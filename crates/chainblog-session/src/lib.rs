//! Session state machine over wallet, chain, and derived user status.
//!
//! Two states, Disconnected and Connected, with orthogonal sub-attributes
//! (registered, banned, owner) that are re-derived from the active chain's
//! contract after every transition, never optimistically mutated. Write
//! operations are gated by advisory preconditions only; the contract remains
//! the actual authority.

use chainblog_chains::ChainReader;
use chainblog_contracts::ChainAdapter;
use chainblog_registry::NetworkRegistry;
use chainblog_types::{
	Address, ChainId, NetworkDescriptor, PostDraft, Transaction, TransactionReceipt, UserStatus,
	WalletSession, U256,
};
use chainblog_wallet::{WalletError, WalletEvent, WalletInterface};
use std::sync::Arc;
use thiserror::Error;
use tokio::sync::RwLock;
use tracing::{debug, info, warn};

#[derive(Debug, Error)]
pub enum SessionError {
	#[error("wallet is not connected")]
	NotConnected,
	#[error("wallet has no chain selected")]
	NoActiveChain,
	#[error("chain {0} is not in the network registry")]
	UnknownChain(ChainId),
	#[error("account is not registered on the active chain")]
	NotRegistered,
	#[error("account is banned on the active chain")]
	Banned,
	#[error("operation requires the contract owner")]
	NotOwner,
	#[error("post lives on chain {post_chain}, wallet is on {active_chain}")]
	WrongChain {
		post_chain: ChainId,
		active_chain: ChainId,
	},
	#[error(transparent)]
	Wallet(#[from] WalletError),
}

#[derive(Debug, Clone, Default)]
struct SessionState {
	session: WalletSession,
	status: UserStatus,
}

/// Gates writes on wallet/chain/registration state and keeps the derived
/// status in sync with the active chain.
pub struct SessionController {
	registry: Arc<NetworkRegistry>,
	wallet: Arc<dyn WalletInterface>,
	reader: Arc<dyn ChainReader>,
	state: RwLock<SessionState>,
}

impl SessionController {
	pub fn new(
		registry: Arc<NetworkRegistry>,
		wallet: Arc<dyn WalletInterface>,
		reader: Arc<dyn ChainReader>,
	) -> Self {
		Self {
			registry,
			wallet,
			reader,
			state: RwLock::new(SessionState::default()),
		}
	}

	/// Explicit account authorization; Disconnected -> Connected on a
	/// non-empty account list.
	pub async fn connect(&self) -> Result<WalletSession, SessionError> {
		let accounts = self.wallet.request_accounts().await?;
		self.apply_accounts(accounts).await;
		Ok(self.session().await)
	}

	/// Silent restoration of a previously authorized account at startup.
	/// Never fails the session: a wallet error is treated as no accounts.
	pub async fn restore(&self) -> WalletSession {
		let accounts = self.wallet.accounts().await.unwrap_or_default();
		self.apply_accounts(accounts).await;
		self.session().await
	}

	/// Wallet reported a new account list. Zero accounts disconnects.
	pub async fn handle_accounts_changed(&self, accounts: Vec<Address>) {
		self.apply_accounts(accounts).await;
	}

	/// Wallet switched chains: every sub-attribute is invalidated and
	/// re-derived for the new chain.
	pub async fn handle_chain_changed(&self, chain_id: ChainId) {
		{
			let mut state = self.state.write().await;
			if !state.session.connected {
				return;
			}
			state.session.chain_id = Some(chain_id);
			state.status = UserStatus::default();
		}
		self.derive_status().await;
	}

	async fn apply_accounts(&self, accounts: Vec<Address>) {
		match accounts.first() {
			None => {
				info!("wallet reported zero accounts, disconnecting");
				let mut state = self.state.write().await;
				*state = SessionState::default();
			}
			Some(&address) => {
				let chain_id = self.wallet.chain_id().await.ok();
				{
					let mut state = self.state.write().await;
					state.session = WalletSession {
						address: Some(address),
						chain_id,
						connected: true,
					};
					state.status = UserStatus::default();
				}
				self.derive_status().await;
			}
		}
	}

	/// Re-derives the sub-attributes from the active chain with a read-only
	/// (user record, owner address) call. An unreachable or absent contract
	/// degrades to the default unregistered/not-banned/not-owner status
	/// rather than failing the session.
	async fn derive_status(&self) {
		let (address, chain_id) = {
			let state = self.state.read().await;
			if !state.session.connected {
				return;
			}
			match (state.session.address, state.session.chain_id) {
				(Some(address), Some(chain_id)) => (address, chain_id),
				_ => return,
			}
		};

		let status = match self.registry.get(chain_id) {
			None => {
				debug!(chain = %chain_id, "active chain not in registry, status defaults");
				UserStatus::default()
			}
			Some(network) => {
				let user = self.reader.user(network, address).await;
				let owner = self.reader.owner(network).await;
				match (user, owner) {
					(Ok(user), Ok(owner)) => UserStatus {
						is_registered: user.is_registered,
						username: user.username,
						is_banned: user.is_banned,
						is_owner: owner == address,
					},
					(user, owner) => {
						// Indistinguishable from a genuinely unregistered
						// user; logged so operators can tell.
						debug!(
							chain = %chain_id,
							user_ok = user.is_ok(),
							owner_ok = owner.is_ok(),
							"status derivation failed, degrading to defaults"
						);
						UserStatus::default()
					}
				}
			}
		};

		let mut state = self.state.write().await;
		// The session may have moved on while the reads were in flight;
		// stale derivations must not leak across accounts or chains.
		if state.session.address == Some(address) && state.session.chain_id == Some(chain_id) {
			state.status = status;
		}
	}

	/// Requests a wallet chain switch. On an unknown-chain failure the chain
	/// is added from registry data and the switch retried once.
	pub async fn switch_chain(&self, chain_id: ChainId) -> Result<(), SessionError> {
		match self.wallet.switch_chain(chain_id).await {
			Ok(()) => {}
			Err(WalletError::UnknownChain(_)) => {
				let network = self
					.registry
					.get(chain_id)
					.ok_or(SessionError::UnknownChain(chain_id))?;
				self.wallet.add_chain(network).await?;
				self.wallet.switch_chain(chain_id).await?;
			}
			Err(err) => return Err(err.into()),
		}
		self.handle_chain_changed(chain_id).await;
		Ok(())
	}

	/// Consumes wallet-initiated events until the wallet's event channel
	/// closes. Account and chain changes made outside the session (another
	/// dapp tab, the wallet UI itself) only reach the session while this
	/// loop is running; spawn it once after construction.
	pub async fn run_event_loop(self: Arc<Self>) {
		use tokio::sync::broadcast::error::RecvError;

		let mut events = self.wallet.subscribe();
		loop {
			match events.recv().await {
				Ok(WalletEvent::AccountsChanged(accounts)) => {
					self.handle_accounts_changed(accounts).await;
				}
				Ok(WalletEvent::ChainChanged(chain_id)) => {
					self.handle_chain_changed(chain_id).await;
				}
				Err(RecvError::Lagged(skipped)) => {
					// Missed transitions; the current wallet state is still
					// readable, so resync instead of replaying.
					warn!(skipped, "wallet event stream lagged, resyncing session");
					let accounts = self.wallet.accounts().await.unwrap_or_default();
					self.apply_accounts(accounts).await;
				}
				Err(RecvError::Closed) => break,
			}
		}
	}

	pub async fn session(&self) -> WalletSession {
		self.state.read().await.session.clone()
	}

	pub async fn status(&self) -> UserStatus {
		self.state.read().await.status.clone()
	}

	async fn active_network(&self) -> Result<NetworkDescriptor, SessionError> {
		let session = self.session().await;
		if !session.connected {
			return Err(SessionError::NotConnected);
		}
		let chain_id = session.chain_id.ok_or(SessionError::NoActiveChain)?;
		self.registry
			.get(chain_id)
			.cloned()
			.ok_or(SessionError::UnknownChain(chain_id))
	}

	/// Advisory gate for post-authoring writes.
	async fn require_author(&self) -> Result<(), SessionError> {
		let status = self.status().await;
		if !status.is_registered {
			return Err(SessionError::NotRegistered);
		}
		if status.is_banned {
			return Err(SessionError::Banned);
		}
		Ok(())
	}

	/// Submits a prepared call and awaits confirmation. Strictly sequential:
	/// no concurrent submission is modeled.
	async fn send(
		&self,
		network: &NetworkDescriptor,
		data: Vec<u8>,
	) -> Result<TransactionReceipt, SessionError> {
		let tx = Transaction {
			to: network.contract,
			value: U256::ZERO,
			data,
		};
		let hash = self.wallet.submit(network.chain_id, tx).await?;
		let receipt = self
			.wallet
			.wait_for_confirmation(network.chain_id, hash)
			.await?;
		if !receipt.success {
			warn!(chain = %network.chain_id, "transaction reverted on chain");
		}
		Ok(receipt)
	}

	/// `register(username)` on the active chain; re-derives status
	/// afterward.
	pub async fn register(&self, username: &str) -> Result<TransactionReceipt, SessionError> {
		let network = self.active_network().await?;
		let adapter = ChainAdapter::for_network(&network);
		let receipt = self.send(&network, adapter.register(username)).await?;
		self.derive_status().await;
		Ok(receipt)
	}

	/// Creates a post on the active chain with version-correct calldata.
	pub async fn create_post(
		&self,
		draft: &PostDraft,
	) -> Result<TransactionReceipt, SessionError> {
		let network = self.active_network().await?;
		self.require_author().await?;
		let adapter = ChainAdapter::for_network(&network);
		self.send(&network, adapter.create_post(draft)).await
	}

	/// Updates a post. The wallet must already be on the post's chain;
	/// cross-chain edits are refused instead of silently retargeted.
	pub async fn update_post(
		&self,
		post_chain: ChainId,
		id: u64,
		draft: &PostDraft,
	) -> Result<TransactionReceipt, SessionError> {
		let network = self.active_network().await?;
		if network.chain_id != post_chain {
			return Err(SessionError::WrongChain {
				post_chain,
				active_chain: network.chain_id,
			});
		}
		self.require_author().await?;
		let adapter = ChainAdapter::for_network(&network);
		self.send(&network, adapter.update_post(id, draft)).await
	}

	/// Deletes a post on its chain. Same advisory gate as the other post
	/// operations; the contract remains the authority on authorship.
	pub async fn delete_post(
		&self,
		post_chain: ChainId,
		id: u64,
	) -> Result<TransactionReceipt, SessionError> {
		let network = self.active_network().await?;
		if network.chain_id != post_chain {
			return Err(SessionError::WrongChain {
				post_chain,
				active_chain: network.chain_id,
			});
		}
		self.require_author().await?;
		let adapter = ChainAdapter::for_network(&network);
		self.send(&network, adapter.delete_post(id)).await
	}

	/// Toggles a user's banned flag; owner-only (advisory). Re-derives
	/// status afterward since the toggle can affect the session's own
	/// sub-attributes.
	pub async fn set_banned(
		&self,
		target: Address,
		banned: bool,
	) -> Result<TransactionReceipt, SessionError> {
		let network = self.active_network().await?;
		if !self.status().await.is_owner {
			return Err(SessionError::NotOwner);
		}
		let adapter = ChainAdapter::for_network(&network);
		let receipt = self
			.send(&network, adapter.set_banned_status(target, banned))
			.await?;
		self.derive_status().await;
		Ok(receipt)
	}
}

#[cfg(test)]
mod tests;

* Your objective:
Check all the records above and select each line where the string "username" is found.

* The answer:
						username: user.username,
	/// `register(username)` on the active chain; re-derives status
	pub async fn register(&self, username: &str) -> Result<TransactionReceipt, SessionError> {
		let receipt = self.send(&network, adapter.register(username)).await?;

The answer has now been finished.